Your analogy is similar to creationists like Kent Hovind or Ray Comfort, who argue that because they haven't witnessed new species developing in our time therefore it doesn't exist! I have some bad news for you about Robert Malthus -- he is fundamentally correct about population dynamics for animals who's continued growth goes unchecked. And, in spite of all the lofty rhetoric that our new technologies created by our big brains have put us in control of our natural environment, what we are starting to find out now is that new inventions, such as chemical fertilizers, pesticides, irrigation systems, and even genetically engineered plants that have combined to greatly increase crop yields over the last century, have not addressed that issue of limits to growth....only delayed the results!

In fact, the situation for the human animal is a bigger problem than animals that exist in natural environments, because our ability to invent and engineer with natural resources has provided the capacity to use the Earth's resources at increasing levels. The demands of growth-based economic systems for continuous economic growth, fuels the drive to use more renewable and non-renewable resources. Some economic increase can result from information technologies and more efficient product development; but the overall trend is upward when it comes to using the planets resources. Now, what I want to hear from all of the libertarian capitalists and the happy clappy liberals who want a kinder, gentler version of capitalism, is what to do when the planet has no more new frontiers for exploitation?

The run of severe weather worldwide, that has noticeably increased in the last few years, has demonstrated just how precarious the situation is for producing enough food to feed 7 billion people. The Food Bubble Is About To Burst

The climate will change. People will adjust. And people like WIP will be left making excuses for why the disaster they foretold never appeared...

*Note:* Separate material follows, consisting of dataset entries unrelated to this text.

//! Tracing compiler for module forwards.
//!
//! A component's `forward` is run once on symbolic tensors: every flattened
//! parameter and buffer becomes a named leaf of a fresh graph, the inputs
//! become graph inputs, and whatever the forward computes is recorded. The
//! resulting [`Compiled`] artifact is re-executed on a backend with the
//! current values on every call.
//!
//! Gradient artifacts additionally record a loss on top of the prediction
//! and the autograd nodes for every parameter leaf, so one execution
//! returns the objective followed by all gradients.

use crate::asg::{Asg, NodeId, Value};
use crate::autograd::Gradients;
use crate::nn::{Module, ModuleResult, NamedTensors, NamedValues};
use crate::runtime::{Backend, Memo, RuntimeError};
use crate::tensor::{GraphContext, Tensor};
use std::any::TypeId;
use std::cell::RefCell;
use std::collections::hash_map::DefaultHasher;
use std::collections::HashMap;
use std::hash::{Hash, Hasher};
use std::rc::Rc;
use tracing::debug;

/// A traced, reusable computation.
#[derive(Debug, Clone)]
pub struct Compiled {
    graph: Asg,
    params: Vec<(String, NodeId)>,
    buffers: Vec<(String, NodeId)>,
    inputs: Vec<NodeId>,
    grads: Vec<String>,
}

impl Compiled {
    pub fn graph(&self) -> &Asg {
        &self.graph
    }

    /// Parameter names whose gradients follow the objective in the outputs.
    pub fn gradient_names(&self) -> &[String] {
        &self.grads
    }

    /// Binds `params`, `buffers` and `inputs` to the graph leaves and runs
    /// it on `backend`. Leaves without a value stay unbound; the backend
    /// reports them if the computation reaches them.
    pub fn run<B: Backend>(
        &self,
        backend: &B,
        params: &NamedValues,
        buffers: &NamedValues,
        inputs: &[Value],
    ) -> Result<Vec<Value>, RuntimeError> {
        let mut host = HashMap::new();
        let mut slots = Vec::new();
        let mut bind = |key: String, node: NodeId, value: Option<&Value>| {
            if let Some(value) = value {
                host.insert(key.clone(), value.clone());
                slots.push((key, node));
            }
        };
        for (name, node) in &self.params {
            bind(format!("param:{name}"), *node, params.get(name));
        }
        for (name, node) in &self.buffers {
            bind(format!("buffer:{name}"), *node, buffers.get(name));
        }
        for (i, node) in self.inputs.iter().enumerate() {
            bind(format!("input:{i}"), *node, inputs.get(i));
        }

        let device = backend.load_data(&host)?;
        let mut memo = Memo::new();
        for (key, node) in slots {
            if let Some(data) = device.get(&key) {
                memo.insert(node, data.clone());
            }
        }
        let (outputs, _) = backend.run(&self.graph, memo)?;
        backend.retrieve_data(&outputs)
    }
}

#[derive(Debug, Clone, Copy, PartialEq, Eq, Hash)]
enum Kind {
    Forward,
    Gradient { loss: TypeId, extras: usize },
}

/// Identifies one compiled artifact of a component instance.
///
/// `layout` fingerprints the flattened parameter and buffer names: a graph
/// traced for one set of leaves is not reused after the tree changes shape.
#[derive(Debug, Clone, Copy, PartialEq, Eq, Hash)]
pub struct CacheKey {
    kind: Kind,
    training: bool,
    layout: u64,
}

impl CacheKey {
    pub fn forward(training: bool, params: &NamedValues, buffers: &NamedValues) -> Self {
        Self { kind: Kind::Forward, training, layout: layout(params, buffers) }
    }

    pub fn gradient(
        training: bool,
        loss: TypeId,
        extras: usize,
        params: &NamedValues,
        buffers: &NamedValues,
    ) -> Self {
        Self { kind: Kind::Gradient { loss, extras }, training, layout: layout(params, buffers) }
    }
}

fn layout(params: &NamedValues, buffers: &NamedValues) -> u64 {
    let mut hasher = DefaultHasher::new();
    for name in params.keys() {
        name.hash(&mut hasher);
    }
    0xffu8.hash(&mut hasher);
    for name in buffers.keys() {
        name.hash(&mut hasher);
    }
    hasher.finish()
}

/// Per-instance store of compiled artifacts.
#[derive(Default)]
pub struct CompileCache {
    entries: RefCell<HashMap<CacheKey, Rc<Compiled>>>,
}

impl CompileCache {
    /// Cached artifact for `key`, tracing it with `build` on a miss.
    pub fn get_or_compile(
        &self,
        key: CacheKey,
        build: impl FnOnce() -> ModuleResult<Compiled>,
    ) -> ModuleResult<Rc<Compiled>> {
        if let Some(hit) = self.entries.borrow().get(&key) {
            return Ok(Rc::clone(hit));
        }
        let compiled = Rc::new(build()?);
        self.entries.borrow_mut().insert(key, Rc::clone(&compiled));
        Ok(compiled)
    }

    pub fn len(&self) -> usize {
        self.entries.borrow().len()
    }

    pub fn is_empty(&self) -> bool {
        self.entries.borrow().is_empty()
    }

    pub fn clear(&self) {
        self.entries.borrow_mut().clear();
    }
}

struct Trace {
    context: Rc<RefCell<GraphContext>>,
    params: NamedTensors,
    buffers: NamedTensors,
}

impl Trace {
    fn new(params: &NamedValues, buffers: &NamedValues) -> Self {
        let context = GraphContext::shared();
        let params = params
            .keys()
            .map(|name| (name.clone(), Tensor::new_parameter(&context, name)))
            .collect();
        let buffers = buffers
            .keys()
            .map(|name| (name.clone(), Tensor::new_buffer(&context, name)))
            .collect();
        Self { context, params, buffers }
    }

    fn slots(tensors: &NamedTensors) -> Vec<(String, NodeId)> {
        tensors.iter().map(|(name, t)| (name.clone(), t.node_id)).collect()
    }

    fn finish(self, outputs: Vec<NodeId>, grads: Vec<String>) -> ModuleResult<Compiled> {
        let mut graph = self.context.borrow().main_graph().clone();
        graph.set_outputs(outputs);
        graph.validate()?;
        Ok(Compiled {
            inputs: graph.inputs.clone(),
            params: Self::slots(&self.params),
            buffers: Self::slots(&self.buffers),
            graph,
            grads,
        })
    }
}

/// Traces `module.forward` with one graph input.
pub fn compile_forward(module: &dyn Module, params: &NamedValues, buffers: &NamedValues) -> ModuleResult<Compiled> {
    let trace = Trace::new(params, buffers);
    let inputs = Tensor::new_input(&trace.context, "inputs");
    let prediction = module.forward(&trace.params, &trace.buffers, &inputs)?;
    let compiled = trace.finish(vec![prediction.node_id], Vec::new())?;
    debug!(owner = module.class_name(), nodes = compiled.graph.len(), "compiled forward");
    Ok(compiled)
}

/// Traces `loss(module.forward(inputs), extra)` plus its gradient with
/// respect to every parameter leaf. Graph inputs are `inputs` followed by
/// `extras` extra arguments; outputs are the objective then one gradient
/// per parameter, in flattened order.
pub fn compile_gradient<F>(
    module: &dyn Module,
    params: &NamedValues,
    buffers: &NamedValues,
    loss: &F,
    extras: usize,
) -> ModuleResult<Compiled>
where
    F: Fn(&Tensor, &[Tensor]) -> Tensor,
{
    let trace = Trace::new(params, buffers);
    let inputs = Tensor::new_input(&trace.context, "inputs");
    let extra: Vec<Tensor> = (0..extras)
        .map(|i| Tensor::new_input(&trace.context, &format!("extra.{i}")))
        .collect();
    let prediction = module.forward(&trace.params, &trace.buffers, &inputs)?;
    let objective = loss(&prediction, &extra);

    let wrt: Vec<NodeId> = trace.params.values().map(|t| t.node_id).collect();
    let grad_ids = {
        let mut ctx = trace.context.borrow_mut();
        Gradients::new(ctx.main_graph_mut()).build(objective.node_id, &wrt)?
    };

    let mut outputs = Vec::with_capacity(1 + grad_ids.len());
    outputs.push(objective.node_id);
    outputs.extend(grad_ids);
    let names = trace.params.keys().cloned().collect();
    let compiled = trace.finish(outputs, names)?;
    debug!(owner = module.class_name(), nodes = compiled.graph.len(), "compiled gradient");
    Ok(compiled)
}
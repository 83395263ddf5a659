//! Loss functions in graph form.
//!
//! Loss functions are plain Rust functions over symbolic `Tensor`s that add
//! the nodes computing the error to the graph being traced.
//!
//! The two-argument forms (`mse_loss(y_pred, y_true)`) compose freely inside
//! other traced code. The `*_objective` forms have the signature expected by
//! [`ModuleExt::gradient`](crate::nn::ModuleExt::gradient): the first extra
//! argument is the target, and a missing target means zero.

use crate::tensor::Tensor;

// ============================================================================
// MSE (Mean Squared Error)
// ============================================================================

/// `sum((y_pred - y_true)^2)`.
pub fn mse_loss(y_pred: &Tensor, y_true: &Tensor) -> Tensor {
    let error = y_pred - y_true;
    let squared_error = &error * &error;
    squared_error.sum()
}

/// `mean((y_pred - y_true)^2)`.
pub fn mse_loss_mean(y_pred: &Tensor, y_true: &Tensor) -> Tensor {
    let error = y_pred - y_true;
    let squared_error = &error * &error;
    squared_error.mean()
}

// ============================================================================
// Binary Cross-Entropy
// ============================================================================

/// Binary cross-entropy for predictions already squashed into `(0, 1)`.
///
/// Formula: `-mean(y * log(p + eps) + (1 - y) * log(1 - p + eps))`.
pub fn binary_cross_entropy(y_pred: &Tensor, y_true: &Tensor, eps: f32) -> Tensor {
    let log_p = y_pred.add_scalar(eps).log();
    let one_minus_p = y_pred.scale(-1.0).add_scalar(1.0);
    let log_not_p = one_minus_p.add_scalar(eps).log();
    let one_minus_y = y_true.scale(-1.0).add_scalar(1.0);
    let likelihood = &(y_true * &log_p) + &(&one_minus_y * &log_not_p);
    -likelihood.mean()
}

// ============================================================================
// Objectives for `gradient`
// ============================================================================

fn target(prediction: &Tensor, extra: &[Tensor]) -> Tensor {
    extra.first().cloned().unwrap_or_else(|| prediction.scalar(0.0))
}

pub fn mse_objective(prediction: &Tensor, extra: &[Tensor]) -> Tensor {
    mse_loss(prediction, &target(prediction, extra))
}

pub fn mse_mean_objective(prediction: &Tensor, extra: &[Tensor]) -> Tensor {
    mse_loss_mean(prediction, &target(prediction, extra))
}

pub fn bce_objective(prediction: &Tensor, extra: &[Tensor]) -> Tensor {
    binary_cross_entropy(prediction, &target(prediction, extra), 1e-7)
}

#[cfg(test)]
mod tests {
    use super::*;
    use crate::asg::Value;
    use crate::runtime::{Backend, CpuBackend, Memo};
    use crate::tensor::GraphContext;
    use ndarray::{arr0, array};

    fn eval(loss: fn(&Tensor, &Tensor) -> Tensor, pred: Value, target: Value) -> f32 {
        let ctx = GraphContext::shared();
        let p = Tensor::new_input(&ctx, "p");
        let t = Tensor::new_input(&ctx, "t");
        let l = loss(&p, &t);
        let mut graph = ctx.borrow().main_graph().clone();
        graph.set_output(l.node_id);
        let mut memo = Memo::new();
        memo.insert(p.node_id, pred);
        memo.insert(t.node_id, target);
        let (out, _) = CpuBackend::new().run(&graph, memo).unwrap();
        out[0].iter().copied().next().unwrap()
    }

    #[test]
    fn mse_sum_and_mean() {
        let p = array![1.0f32, 2.0, 3.0].into_dyn();
        let t = array![1.0f32, 0.0, 0.0].into_dyn();
        assert_eq!(eval(mse_loss, p.clone(), t.clone()), 13.0);
        assert!((eval(mse_loss_mean, p, t) - 13.0 / 3.0).abs() < 1e-6);
    }

    #[test]
    fn bce_of_confident_correct_prediction_is_small() {
        let bce = |p: &Tensor, t: &Tensor| binary_cross_entropy(p, t, 1e-7);
        let good = eval(bce, array![0.99f32, 0.01].into_dyn(), array![1.0f32, 0.0].into_dyn());
        let bad = eval(bce, array![0.01f32, 0.99].into_dyn(), array![1.0f32, 0.0].into_dyn());
        assert!(good < 0.02);
        assert!(bad > 4.0);
    }

    #[test]
    fn objective_without_target_compares_with_zero() {
        let ctx = GraphContext::shared();
        let p = Tensor::new_input(&ctx, "p");
        let l = mse_objective(&p, &[]);
        let mut graph = ctx.borrow().main_graph().clone();
        graph.set_output(l.node_id);
        let mut memo = Memo::new();
        memo.insert(p.node_id, array![3.0f32, 4.0].into_dyn());
        let (out, _) = CpuBackend::new().run(&graph, memo).unwrap();
        assert_eq!(out[0], arr0(25.0f32).into_dyn());
    }
}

Sure we will! The oil-based capitalism that you advocate has only delayed the inevitable. The problems mentioned above by Lester Brown, of the Earth Policy Institute have already taken effect around the world, where poor people spend more of their disposable income on food, have been more seriously affected by rising food prices. The uprisings in North Africa and the MiddleEast have more to do with food prices and food shortages, than Facebook or Twitter all of a sudden providing the means to overthrow unpopular dictators. Here in Canada, if you have a family to support, you will have noticed that groceries are taking a bigger bite out of your budget, while most of the media is fixated on rising gas prices.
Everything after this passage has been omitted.